//! Defines `SmoteBoost`.
//! This struct is based on the paper:
//! [SMOTEBoost: Improving Prediction of the Minority Class in
//! Boosting](https://doi.org/10.1007/978-3-540-39804-2_12)
//! by N. V. Chawla, A. Lazarevic, L. O. Hall, and K. W. Bowyer.
pub mod smoteboost_algorithm;
pub mod ensemble;
pub mod params;

pub use smoteboost_algorithm::SmoteBoost;
pub use ensemble::{
    EnsembleMember,
    EnsembleSlot,
    RoundReport,
    SmoteBoostClassifier,
};
pub use params::SmoteBoostParams;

· · · · · · ·

*TASK DESCRIPTION*
Would you write the material out again, exactly as given above?

*SOLUTION FOR THIS EXERCISE*
//! Defines `SmoteBoost`.
//! This struct is based on the paper:
//! [SMOTEBoost: Improving Prediction of the Minority Class in
//! Boosting](https://doi.org/10.1007/978-3-540-39804-2_12)
//! by N. V. Chawla, A. Lazarevic, L. O. Hall, and K. W. Bowyer.
pub mod smoteboost_algorithm;
pub mod ensemble;
pub mod params;

pub use smoteboost_algorithm::SmoteBoost;
pub use ensemble::{
    EnsembleMember,
    EnsembleSlot,
    RoundReport,
    SmoteBoostClassifier,
};
pub use params::SmoteBoostParams;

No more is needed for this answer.